> [Exercise requirements]
Go line by line through the entries and show those that hold the string "async".

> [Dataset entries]
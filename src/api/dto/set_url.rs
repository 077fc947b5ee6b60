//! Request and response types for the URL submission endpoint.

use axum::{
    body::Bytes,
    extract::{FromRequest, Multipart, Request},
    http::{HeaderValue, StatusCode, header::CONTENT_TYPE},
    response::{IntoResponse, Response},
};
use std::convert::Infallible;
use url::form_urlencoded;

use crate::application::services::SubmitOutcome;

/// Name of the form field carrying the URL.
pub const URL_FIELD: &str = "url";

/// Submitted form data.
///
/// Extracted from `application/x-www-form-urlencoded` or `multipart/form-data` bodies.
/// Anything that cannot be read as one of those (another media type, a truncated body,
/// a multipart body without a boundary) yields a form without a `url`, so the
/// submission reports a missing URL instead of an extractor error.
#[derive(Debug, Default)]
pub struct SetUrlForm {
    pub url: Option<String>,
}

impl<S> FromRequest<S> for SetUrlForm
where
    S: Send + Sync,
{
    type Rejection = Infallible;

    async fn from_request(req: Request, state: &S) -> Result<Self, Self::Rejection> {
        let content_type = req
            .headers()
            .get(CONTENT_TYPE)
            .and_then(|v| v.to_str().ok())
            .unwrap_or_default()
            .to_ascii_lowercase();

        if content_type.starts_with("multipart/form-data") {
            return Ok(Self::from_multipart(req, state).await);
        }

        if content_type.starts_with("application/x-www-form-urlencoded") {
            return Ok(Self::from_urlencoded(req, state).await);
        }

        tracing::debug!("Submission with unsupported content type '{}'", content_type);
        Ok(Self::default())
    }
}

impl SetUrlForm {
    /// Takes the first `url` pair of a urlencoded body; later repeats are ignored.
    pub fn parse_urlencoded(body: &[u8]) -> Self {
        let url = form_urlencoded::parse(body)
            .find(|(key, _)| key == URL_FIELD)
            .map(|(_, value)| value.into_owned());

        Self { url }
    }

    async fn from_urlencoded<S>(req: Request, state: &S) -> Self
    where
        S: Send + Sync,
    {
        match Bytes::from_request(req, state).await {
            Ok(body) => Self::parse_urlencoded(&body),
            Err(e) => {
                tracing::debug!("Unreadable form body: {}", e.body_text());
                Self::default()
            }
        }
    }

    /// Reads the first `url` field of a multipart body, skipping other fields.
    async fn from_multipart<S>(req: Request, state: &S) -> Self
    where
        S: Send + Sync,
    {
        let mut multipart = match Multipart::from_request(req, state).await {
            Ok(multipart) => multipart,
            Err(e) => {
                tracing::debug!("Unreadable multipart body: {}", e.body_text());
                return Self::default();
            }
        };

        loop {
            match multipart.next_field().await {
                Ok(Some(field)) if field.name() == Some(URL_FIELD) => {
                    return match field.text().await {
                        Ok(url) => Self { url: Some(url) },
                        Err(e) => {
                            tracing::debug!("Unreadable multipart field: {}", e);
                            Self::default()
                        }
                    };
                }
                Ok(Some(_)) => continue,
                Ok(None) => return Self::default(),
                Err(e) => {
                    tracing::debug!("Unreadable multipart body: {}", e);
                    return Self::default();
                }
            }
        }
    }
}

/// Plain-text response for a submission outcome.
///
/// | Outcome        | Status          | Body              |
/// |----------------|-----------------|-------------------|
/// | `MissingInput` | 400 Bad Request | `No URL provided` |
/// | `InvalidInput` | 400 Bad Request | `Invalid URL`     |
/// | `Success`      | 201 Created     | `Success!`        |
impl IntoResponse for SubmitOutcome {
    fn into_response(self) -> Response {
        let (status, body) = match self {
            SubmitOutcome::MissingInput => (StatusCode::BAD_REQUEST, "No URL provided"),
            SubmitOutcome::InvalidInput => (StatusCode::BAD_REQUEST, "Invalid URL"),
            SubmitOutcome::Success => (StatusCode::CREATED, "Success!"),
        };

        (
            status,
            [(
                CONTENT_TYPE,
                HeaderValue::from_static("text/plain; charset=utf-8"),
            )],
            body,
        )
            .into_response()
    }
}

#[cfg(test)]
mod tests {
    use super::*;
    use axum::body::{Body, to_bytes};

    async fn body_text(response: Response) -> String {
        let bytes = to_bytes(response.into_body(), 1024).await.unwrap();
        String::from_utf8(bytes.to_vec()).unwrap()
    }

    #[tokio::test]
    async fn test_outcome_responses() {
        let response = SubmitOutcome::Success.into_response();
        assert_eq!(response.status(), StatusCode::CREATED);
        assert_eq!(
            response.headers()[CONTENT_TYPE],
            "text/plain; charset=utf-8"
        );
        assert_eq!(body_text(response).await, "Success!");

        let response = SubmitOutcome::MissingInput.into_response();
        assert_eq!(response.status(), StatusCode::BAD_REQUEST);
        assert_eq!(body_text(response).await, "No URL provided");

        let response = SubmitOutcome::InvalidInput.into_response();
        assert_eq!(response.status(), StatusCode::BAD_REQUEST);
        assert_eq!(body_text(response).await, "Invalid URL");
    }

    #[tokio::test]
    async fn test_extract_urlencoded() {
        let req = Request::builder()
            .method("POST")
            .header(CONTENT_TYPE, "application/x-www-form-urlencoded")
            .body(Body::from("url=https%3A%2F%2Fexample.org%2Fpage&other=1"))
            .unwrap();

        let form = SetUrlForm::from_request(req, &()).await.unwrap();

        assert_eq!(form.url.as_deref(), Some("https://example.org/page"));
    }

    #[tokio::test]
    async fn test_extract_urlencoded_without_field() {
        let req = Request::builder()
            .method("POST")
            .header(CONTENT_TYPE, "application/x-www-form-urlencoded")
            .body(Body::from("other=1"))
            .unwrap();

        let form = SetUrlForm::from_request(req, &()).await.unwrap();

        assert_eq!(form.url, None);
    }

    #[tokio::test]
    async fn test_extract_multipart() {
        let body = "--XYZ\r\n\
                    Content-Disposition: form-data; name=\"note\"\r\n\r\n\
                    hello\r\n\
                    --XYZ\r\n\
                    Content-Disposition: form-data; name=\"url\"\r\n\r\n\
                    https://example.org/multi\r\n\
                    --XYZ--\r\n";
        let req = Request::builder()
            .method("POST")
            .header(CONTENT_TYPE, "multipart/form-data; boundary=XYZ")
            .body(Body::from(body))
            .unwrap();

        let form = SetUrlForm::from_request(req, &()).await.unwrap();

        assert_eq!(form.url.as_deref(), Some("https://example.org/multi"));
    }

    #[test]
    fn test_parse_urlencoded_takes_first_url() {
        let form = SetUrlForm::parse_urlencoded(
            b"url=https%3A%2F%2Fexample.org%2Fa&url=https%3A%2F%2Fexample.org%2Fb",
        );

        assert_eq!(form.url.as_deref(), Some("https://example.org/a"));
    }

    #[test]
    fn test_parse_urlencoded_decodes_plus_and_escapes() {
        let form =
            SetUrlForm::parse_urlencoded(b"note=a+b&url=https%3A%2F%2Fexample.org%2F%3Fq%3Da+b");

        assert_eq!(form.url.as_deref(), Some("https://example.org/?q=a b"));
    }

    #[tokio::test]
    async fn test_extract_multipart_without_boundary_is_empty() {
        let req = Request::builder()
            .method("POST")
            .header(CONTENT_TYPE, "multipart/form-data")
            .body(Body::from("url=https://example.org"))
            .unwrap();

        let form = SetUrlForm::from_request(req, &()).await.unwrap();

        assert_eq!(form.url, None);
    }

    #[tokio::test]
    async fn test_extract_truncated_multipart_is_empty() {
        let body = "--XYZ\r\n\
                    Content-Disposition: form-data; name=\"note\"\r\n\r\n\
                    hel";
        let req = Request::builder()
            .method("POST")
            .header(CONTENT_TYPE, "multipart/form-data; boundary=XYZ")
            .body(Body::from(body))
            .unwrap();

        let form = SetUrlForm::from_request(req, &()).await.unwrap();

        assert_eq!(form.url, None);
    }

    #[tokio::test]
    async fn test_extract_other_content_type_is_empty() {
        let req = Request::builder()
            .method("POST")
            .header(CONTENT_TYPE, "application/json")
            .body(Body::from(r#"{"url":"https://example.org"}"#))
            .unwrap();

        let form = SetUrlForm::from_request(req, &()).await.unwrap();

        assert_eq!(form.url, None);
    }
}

> [Solution below]
    async fn from_request(req: Request, state: &S) -> Result<Self, Self::Rejection> {
    async fn from_urlencoded<S>(req: Request, state: &S) -> Self
    async fn from_multipart<S>(req: Request, state: &S) -> Self
    async fn body_text(response: Response) -> String {
    async fn test_outcome_responses() {
    async fn test_extract_urlencoded() {
    async fn test_extract_urlencoded_without_field() {
    async fn test_extract_multipart() {
    async fn test_extract_multipart_without_boundary_is_empty() {
    async fn test_extract_truncated_multipart_is_empty() {
    async fn test_extract_other_content_type_is_empty() {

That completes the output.